//! Kubernetes resource watchers.
//!
//! Every provisioning kind is watched through the generic `watch_resource()`
//! helper, which runs a `kube_runtime::Controller` until shutdown.

use std::future::Future;
use std::pin::Pin;
use std::sync::Arc;

use crds::{Bootstrap, Configuration, ConfigurationApply, Kubeconfig, Secrets};
use futures::StreamExt;
use kube::{Api, ResourceExt};
use kube_runtime::controller::{Action, Config as RuntimeConfig};
use kube_runtime::{Controller, watcher};
use tracing::{debug, error, info, warn};

use crate::config::ControllerConfig;
use crate::error::ControllerError;
use crate::managed::StageKind;
use crate::reconciler::Reconciler;

type ReconcileFuture = Pin<Box<dyn Future<Output = Result<Action, ControllerError>> + Send>>;

/// Runs a controller for one kind until the process is asked to stop.
///
/// Requeue timing after a failure comes from `Reconciler::error_action`, so
/// a record waiting on an upstream dependency is polled rather than backed
/// off.
async fn watch_resource<K, F>(
    api: Api<K>,
    reconciler: Arc<Reconciler>,
    reconcile_fn: F,
    kind: StageKind,
    runtime_config: RuntimeConfig,
) -> Result<(), ControllerError>
where
    K: kube::Resource + Clone + Send + Sync + 'static + std::fmt::Debug + serde::de::DeserializeOwned,
    K::DynamicType: Default + std::cmp::Eq + std::hash::Hash + Clone + std::fmt::Debug + Unpin,
    F: Fn(Arc<Reconciler>, Arc<K>) -> ReconcileFuture + Send + Sync + Clone + 'static,
{
    info!("Starting {} watcher", kind);

    let error_policy = move |obj: Arc<K>, error: &ControllerError, ctx: Arc<Reconciler>| {
        let name = obj.name_any();
        if error.is_dependency_wait() {
            info!("{} {} is waiting: {}", kind, name, error);
        } else {
            warn!("Reconciliation error for {} {}: {}", kind, name, error);
        }
        ctx.error_action(kind, &name, error)
    };

    let reconcile = move |obj: Arc<K>, ctx: Arc<Reconciler>| {
        let reconcile_fn = reconcile_fn.clone();
        async move {
            debug!("Reconciling {} {}", kind, obj.name_any());
            reconcile_fn(ctx, obj).await
        }
    };

    Controller::new(api, watcher::Config::default())
        .with_config(runtime_config)
        .shutdown_on_signal()
        .run(reconcile, error_policy, reconciler)
        .for_each(|res| async move {
            match res {
                Ok((obj, _)) => debug!("Reconciled {} {}", kind, obj.name),
                Err(kube_runtime::controller::Error::ReconcilerFailed(_, obj)) => {
                    debug!("Reconcile of {} {} failed; requeued", kind, obj.name)
                }
                Err(e) => error!("Controller error for {}: {}", kind, e),
            }
        })
        .await;

    info!("{} watcher stopped", kind);
    Ok(())
}

/// Watches the provisioning CRDs.
pub struct Watcher {
    reconciler: Arc<Reconciler>,
    runtime_config: RuntimeConfig,
    secrets_api: Api<Secrets>,
    configuration_api: Api<Configuration>,
    configuration_apply_api: Api<ConfigurationApply>,
    bootstrap_api: Api<Bootstrap>,
    kubeconfig_api: Api<Kubeconfig>,
}

impl Watcher {
    /// Creates a new watcher instance.
    pub fn new(reconciler: Arc<Reconciler>, client: kube::Client, config: &ControllerConfig) -> Self {
        let runtime_config = RuntimeConfig::default()
            .debounce(config.debounce)
            .concurrency(config.max_concurrent_reconciles);
        Self {
            reconciler,
            runtime_config,
            secrets_api: Api::all(client.clone()),
            configuration_api: Api::all(client.clone()),
            configuration_apply_api: Api::all(client.clone()),
            bootstrap_api: Api::all(client.clone()),
            kubeconfig_api: Api::all(client),
        }
    }

    /// Starts watching Secrets resources.
    pub async fn watch_secrets(&self) -> Result<(), ControllerError> {
        watch_resource(
            self.secrets_api.clone(),
            Arc::clone(&self.reconciler),
            |reconciler, resource| Box::pin(async move { reconciler.reconcile_secrets(resource).await }),
            StageKind::Secrets,
            self.runtime_config.clone(),
        )
        .await
    }

    /// Starts watching Configuration resources.
    pub async fn watch_configurations(&self) -> Result<(), ControllerError> {
        watch_resource(
            self.configuration_api.clone(),
            Arc::clone(&self.reconciler),
            |reconciler, resource| Box::pin(async move { reconciler.reconcile_configuration(resource).await }),
            StageKind::Configuration,
            self.runtime_config.clone(),
        )
        .await
    }

    /// Starts watching ConfigurationApply resources.
    pub async fn watch_configuration_applies(&self) -> Result<(), ControllerError> {
        watch_resource(
            self.configuration_apply_api.clone(),
            Arc::clone(&self.reconciler),
            |reconciler, resource| {
                Box::pin(async move { reconciler.reconcile_configuration_apply(resource).await })
            },
            StageKind::ConfigurationApply,
            self.runtime_config.clone(),
        )
        .await
    }

    /// Starts watching Bootstrap resources.
    pub async fn watch_bootstraps(&self) -> Result<(), ControllerError> {
        watch_resource(
            self.bootstrap_api.clone(),
            Arc::clone(&self.reconciler),
            |reconciler, resource| Box::pin(async move { reconciler.reconcile_bootstrap(resource).await }),
            StageKind::Bootstrap,
            self.runtime_config.clone(),
        )
        .await
    }

    /// Starts watching Kubeconfig resources.
    pub async fn watch_kubeconfigs(&self) -> Result<(), ControllerError> {
        watch_resource(
            self.kubeconfig_api.clone(),
            Arc::clone(&self.reconciler),
            |reconciler, resource| Box::pin(async move { reconciler.reconcile_kubeconfig(resource).await }),
            StageKind::Kubeconfig,
            self.runtime_config.clone(),
        )
        .await
    }
}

= = =

* **What you will do**:
The string "provisioning" may occur in the listing; show every line where it does.

* **Solution to the problem**:
//! Every provisioning kind is watched through the generic `watch_resource()`
/// Watches the provisioning CRDs.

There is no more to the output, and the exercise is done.